Ken Brown, JD, MPA, PhD, FACHE, executive vice chancellor and chief operations officer of the University of Tennessee Health Science Center (UTHSC), was a guest speaker at the recent World Korean Medical Organization meeting in New York City, addressing the issue of pharmaceutical supply chain safety. His participation in the international health care convention reflects UTHSC’s growing presence on the national and international pharmaceutical stage, as the university prepares to build a state-of-the-art pharmaceutical manufacturing facility on campus.
The convention brought together more than 400 physicians, medical students and leaders of the health care industry from all over the world to network and talk about issues facing the global health care community.
Dr. Brown said he focused his address on “heightening the awareness of the importance of preserving the integrity of the pharmaceutical supply chain.” The issue of safety in the drug industry is particularly important for consumers in light of the growing Internet pharmaceutical market and the emerging international problem of counterfeit drug manufacturing, he said.
“If you don’t know where a drug was manufactured, if you don’t know how the drug has been shipped, if you don’t know who handled the drug, you really don’t know if it is safe for you to take,” Dr. Brown said. “We’ve seen experiences right here in Tennessee that show what happens when drugs aren’t manufactured to the appropriate standards, precious lives are lost.”
Dr. Brown cited the example of the 2012 outbreak of fungal meningitis that killed more than 60 people who received contaminated epidural steroid injections packaged and marketed by a compounding pharmacy in Massachusetts. In Tennessee, at least 16 patients died and more than 150 were sickened by the drug that was shipped to 76 facilities in 23 states.
Speaking to an audience that included many Korean medical students, Dr. Brown stressed that health care providers, including physicians, have a major responsibility in ensuring the safety of the pharmaceuticals they buy and administer.
“It doesn’t matter that they practice medicine in Korea or that they practice medicine here in the United States or that they practice medicine in some developing Third World country, they have a responsibility in the pharmaceutical supply chain,” he said. “As the person who is the point of delivery of care to a patient, physicians need to know their responsibility is much greater than just giving the patient the medication and assuming that all of the other appropriate things that should have been done have been done.”
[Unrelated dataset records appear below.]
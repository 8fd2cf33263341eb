//! Order models and checkout totals

use chrono::{DateTime, Utc};
use rust_decimal::{Decimal, RoundingStrategy};
use serde::{Deserialize, Serialize};
use uuid::Uuid;

/// One line of an order
///
/// `price_at_sale` snapshots the product price at checkout time so later
/// catalog price changes never alter recorded orders.
#[derive(Debug, Clone, Serialize, Deserialize)]
pub struct OrderItem {
    pub product_id: Uuid,
    pub quantity: u32,
    pub price_at_sale: Decimal,
}

/// Flat-rate discount categories
#[derive(Debug, Clone, Copy, PartialEq, Eq, Serialize, Deserialize, Default)]
#[serde(rename_all = "lowercase")]
pub enum DiscountType {
    #[default]
    None,
    Pwd,
    Senior,
}

/// Accepted payment methods
#[derive(Debug, Clone, Copy, PartialEq, Eq, Serialize, Deserialize)]
#[serde(rename_all = "lowercase")]
pub enum PaymentMethod {
    Cash,
    Card,
    #[serde(rename = "e-wallet")]
    EWallet,
}

impl PaymentMethod {
    pub fn is_cash(&self) -> bool {
        matches!(self, PaymentMethod::Cash)
    }
}

/// Order lifecycle status. Orders are created directly in `Completed`.
#[derive(Debug, Clone, Copy, PartialEq, Eq, Serialize, Deserialize)]
#[serde(rename_all = "lowercase")]
pub enum OrderStatus {
    Pending,
    Completed,
    Cancelled,
}

/// A completed sale. Orders are immutable once created.
#[derive(Debug, Clone, Serialize, Deserialize)]
pub struct Order {
    pub id: Uuid,
    pub order_date: DateTime<Utc>,
    pub customer_id: Option<String>,
    pub employee_id: Uuid,
    pub items: Vec<OrderItem>,

    // Financials
    pub subtotal: Decimal,
    pub discount_type: DiscountType,
    pub discount_amount: Decimal,
    /// Final amount after discount
    pub total_amount: Decimal,

    // Payment
    pub payment_method: PaymentMethod,
    /// For card/e-wallet
    pub transaction_reference: Option<String>,
    /// For cash
    pub amount_tendered: Option<Decimal>,
    /// For cash
    pub change: Option<Decimal>,

    pub status: OrderStatus,
}

/// Totals computed for a cart at checkout
#[derive(Debug, Clone, PartialEq, Serialize, Deserialize)]
pub struct OrderTotals {
    pub subtotal: Decimal,
    pub tax: Decimal,
    pub discount_amount: Decimal,
    pub total_amount: Decimal,
}

/// Round a money amount to 2 decimal places, halves away from zero
pub fn round_money(amount: Decimal) -> Decimal {
    amount.round_dp_with_strategy(2, RoundingStrategy::MidpointAwayFromZero)
}

/// Compute checkout totals for a set of order items
///
/// Tax is a flat 8% on the subtotal; the PWD/senior discount is a flat 20%
/// off the post-tax total.
pub fn calculate_totals(items: &[OrderItem], discount_type: DiscountType) -> OrderTotals {
    let subtotal: Decimal = items
        .iter()
        .map(|item| item.price_at_sale * Decimal::from(item.quantity))
        .sum();
    let subtotal = round_money(subtotal);

    let tax = round_money(subtotal * Decimal::new(8, 2));
    let pre_discount_total = subtotal + tax;

    let discount_amount = if discount_type == DiscountType::None {
        Decimal::ZERO
    } else {
        round_money(pre_discount_total * Decimal::new(20, 2))
    };

    OrderTotals {
        subtotal,
        tax,
        discount_amount,
        total_amount: pre_discount_total - discount_amount,
    }
}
UTHSC is particularly interested in issues of supply chain safety and in networking with pharmaceutical companies around the globe, as it prepares to break ground later this year on the Plough Center for Sterile Drug Delivery Systems on campus, a roughly $16 million Good Manufacturing Practice pharmaceutical facility. “We can manufacture pharmaceuticals for any company, and in doing so, we will ensure the absolute integrity of the drugs that we manufacture,” Dr. Brown said. “By being directly involved in the manufacturing, shipping and verification of appropriate delivery, we can control what the supply chain looks like.”
In May, Dr. Brown traveled to China to attend a conference of the Asia-Pacific Economic Cooperation, a forum that supports sustainable economic growth in the Asia-Pacific region. The conference focused on global concerns related to pharmaceutical supply chain security. The invitation to the Korean medical conference stemmed from that meeting.